■ EXERCISE BRIEF ■
Retype, word for word, each line between the lines holding "pub fn new()" and "array are unwrapped.", inclusive, and leave the rest of the data alone.

■ RECORD EXTRACTS ■
= = = =

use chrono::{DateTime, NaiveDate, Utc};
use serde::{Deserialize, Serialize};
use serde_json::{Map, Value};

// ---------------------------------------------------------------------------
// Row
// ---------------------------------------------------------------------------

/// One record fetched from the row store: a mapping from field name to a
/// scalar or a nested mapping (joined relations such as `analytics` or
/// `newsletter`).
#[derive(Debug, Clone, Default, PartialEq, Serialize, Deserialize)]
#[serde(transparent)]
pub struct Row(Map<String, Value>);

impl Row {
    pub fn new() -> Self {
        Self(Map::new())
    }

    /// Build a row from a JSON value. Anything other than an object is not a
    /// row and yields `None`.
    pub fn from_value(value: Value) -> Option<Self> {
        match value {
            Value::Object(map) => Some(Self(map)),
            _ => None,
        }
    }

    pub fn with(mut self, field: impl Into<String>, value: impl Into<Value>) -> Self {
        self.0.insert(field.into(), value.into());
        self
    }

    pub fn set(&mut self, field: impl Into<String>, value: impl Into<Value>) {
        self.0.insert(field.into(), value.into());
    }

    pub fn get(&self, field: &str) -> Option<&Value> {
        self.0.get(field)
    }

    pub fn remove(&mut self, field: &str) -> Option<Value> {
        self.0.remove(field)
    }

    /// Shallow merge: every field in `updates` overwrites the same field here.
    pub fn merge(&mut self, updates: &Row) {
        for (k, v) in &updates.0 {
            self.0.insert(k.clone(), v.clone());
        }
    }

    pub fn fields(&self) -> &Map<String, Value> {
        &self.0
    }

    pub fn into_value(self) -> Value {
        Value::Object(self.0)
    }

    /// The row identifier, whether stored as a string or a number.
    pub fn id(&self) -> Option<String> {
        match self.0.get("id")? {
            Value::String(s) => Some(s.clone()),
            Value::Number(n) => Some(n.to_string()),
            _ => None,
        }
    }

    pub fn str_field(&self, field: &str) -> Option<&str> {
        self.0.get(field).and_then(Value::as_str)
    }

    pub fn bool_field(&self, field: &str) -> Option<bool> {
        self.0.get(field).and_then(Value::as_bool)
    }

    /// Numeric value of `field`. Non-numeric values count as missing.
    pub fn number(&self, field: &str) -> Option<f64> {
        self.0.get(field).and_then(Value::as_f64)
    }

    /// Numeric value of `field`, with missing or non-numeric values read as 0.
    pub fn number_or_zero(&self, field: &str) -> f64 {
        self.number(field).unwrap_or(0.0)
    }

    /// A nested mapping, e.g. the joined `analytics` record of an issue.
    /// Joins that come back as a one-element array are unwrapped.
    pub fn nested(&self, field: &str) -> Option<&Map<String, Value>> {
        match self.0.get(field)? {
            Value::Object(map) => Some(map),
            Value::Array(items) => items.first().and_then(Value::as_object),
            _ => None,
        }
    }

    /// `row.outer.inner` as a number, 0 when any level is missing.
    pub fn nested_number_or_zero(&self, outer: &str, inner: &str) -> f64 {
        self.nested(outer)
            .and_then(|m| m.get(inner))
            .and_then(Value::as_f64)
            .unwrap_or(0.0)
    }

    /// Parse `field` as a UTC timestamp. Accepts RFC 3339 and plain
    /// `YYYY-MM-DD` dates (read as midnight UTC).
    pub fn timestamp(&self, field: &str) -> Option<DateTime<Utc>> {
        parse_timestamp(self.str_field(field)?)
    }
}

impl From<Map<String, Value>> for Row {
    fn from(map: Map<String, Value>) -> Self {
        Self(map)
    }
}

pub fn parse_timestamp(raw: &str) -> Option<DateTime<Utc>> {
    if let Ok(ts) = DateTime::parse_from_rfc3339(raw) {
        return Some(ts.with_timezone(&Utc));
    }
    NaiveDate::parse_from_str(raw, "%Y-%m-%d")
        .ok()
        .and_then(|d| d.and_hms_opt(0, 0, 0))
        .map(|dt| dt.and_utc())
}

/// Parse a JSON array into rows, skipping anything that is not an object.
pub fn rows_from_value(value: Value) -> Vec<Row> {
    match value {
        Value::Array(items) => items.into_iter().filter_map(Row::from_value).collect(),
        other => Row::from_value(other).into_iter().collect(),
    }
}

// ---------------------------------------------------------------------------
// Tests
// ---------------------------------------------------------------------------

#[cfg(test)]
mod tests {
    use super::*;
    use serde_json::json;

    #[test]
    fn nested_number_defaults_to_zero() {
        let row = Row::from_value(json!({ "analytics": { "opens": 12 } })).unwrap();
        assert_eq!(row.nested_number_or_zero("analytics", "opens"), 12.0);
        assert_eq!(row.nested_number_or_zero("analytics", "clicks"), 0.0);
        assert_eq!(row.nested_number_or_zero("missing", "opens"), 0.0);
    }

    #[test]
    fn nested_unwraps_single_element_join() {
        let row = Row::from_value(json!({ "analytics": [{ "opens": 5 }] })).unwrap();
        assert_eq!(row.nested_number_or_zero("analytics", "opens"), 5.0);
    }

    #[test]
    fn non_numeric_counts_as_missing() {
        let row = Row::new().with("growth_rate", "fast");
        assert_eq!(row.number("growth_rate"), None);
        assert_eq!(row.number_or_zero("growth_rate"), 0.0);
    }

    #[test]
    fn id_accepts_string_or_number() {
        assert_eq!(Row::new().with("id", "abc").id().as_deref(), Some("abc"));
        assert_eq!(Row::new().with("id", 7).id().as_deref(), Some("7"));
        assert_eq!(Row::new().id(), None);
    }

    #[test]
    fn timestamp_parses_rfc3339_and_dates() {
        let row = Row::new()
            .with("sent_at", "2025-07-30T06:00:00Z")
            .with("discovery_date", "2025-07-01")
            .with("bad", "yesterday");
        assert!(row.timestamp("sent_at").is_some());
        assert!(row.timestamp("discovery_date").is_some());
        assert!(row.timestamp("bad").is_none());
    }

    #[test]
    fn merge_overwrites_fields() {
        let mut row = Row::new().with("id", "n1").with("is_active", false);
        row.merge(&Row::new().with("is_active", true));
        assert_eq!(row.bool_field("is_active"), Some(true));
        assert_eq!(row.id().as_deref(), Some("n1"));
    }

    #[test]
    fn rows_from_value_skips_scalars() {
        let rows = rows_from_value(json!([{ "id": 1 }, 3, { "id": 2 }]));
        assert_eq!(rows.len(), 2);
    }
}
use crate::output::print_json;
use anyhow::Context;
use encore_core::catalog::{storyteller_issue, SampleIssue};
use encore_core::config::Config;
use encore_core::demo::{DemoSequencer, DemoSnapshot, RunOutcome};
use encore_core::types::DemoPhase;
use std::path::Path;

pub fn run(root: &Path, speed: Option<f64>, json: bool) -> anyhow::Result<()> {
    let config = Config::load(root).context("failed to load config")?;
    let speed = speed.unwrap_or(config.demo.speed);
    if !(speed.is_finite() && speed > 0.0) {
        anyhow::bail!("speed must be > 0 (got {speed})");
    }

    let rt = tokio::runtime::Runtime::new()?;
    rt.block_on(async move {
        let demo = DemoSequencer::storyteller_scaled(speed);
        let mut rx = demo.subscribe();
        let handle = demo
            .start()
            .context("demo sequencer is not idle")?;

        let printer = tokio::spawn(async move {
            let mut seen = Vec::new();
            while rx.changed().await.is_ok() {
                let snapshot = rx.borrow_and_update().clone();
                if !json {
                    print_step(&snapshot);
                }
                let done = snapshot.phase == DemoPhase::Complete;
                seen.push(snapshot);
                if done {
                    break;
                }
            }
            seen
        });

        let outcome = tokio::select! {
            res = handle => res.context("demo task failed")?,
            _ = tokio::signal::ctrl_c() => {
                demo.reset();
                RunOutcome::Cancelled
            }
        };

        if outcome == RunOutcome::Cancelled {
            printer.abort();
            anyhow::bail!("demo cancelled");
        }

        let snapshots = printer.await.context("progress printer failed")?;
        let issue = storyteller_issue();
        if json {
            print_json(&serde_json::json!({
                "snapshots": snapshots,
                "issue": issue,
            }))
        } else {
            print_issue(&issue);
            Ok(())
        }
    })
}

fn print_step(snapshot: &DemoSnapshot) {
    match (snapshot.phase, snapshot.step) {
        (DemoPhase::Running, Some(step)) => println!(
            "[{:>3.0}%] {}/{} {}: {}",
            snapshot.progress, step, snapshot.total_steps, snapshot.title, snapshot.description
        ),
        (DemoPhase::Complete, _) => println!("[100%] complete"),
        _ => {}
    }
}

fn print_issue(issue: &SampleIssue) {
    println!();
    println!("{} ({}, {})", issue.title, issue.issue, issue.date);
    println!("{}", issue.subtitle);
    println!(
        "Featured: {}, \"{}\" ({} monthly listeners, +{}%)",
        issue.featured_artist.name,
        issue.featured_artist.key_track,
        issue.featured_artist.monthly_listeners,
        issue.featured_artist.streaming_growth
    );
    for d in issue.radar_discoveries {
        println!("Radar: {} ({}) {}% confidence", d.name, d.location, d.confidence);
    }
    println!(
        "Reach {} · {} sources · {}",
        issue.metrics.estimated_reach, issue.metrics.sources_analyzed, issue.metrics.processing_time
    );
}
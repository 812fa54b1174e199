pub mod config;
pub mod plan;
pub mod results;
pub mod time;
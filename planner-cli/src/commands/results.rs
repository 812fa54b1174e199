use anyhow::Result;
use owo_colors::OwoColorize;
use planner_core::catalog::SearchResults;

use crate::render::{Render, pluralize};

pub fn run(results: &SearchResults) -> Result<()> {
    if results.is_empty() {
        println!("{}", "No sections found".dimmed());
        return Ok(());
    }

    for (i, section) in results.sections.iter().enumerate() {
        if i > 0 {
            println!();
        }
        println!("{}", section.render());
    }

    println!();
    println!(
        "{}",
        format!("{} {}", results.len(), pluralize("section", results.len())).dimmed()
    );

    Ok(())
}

= = = =

■ RESPONSE TO THE EXERCISE ■
    pub fn new() -> Self {
        Self(Map::new())
    }

    /// Build a row from a JSON value. Anything other than an object is not a
    /// row and yields `None`.
    pub fn from_value(value: Value) -> Option<Self> {
        match value {
            Value::Object(map) => Some(Self(map)),
            _ => None,
        }
    }

    pub fn with(mut self, field: impl Into<String>, value: impl Into<Value>) -> Self {
        self.0.insert(field.into(), value.into());
        self
    }

    pub fn set(&mut self, field: impl Into<String>, value: impl Into<Value>) {
        self.0.insert(field.into(), value.into());
    }

    pub fn get(&self, field: &str) -> Option<&Value> {
        self.0.get(field)
    }

    pub fn remove(&mut self, field: &str) -> Option<Value> {
        self.0.remove(field)
    }

    /// Shallow merge: every field in `updates` overwrites the same field here.
    pub fn merge(&mut self, updates: &Row) {
        for (k, v) in &updates.0 {
            self.0.insert(k.clone(), v.clone());
        }
    }

    pub fn fields(&self) -> &Map<String, Value> {
        &self.0
    }

    pub fn into_value(self) -> Value {
        Value::Object(self.0)
    }

    /// The row identifier, whether stored as a string or a number.
    pub fn id(&self) -> Option<String> {
        match self.0.get("id")? {
            Value::String(s) => Some(s.clone()),
            Value::Number(n) => Some(n.to_string()),
            _ => None,
        }
    }

    pub fn str_field(&self, field: &str) -> Option<&str> {
        self.0.get(field).and_then(Value::as_str)
    }

    pub fn bool_field(&self, field: &str) -> Option<bool> {
        self.0.get(field).and_then(Value::as_bool)
    }

    /// Numeric value of `field`. Non-numeric values count as missing.
    pub fn number(&self, field: &str) -> Option<f64> {
        self.0.get(field).and_then(Value::as_f64)
    }

    /// Numeric value of `field`, with missing or non-numeric values read as 0.
    pub fn number_or_zero(&self, field: &str) -> f64 {
        self.number(field).unwrap_or(0.0)
    }

    /// A nested mapping, e.g. the joined `analytics` record of an issue.
    /// Joins that come back as a one-element array are unwrapped.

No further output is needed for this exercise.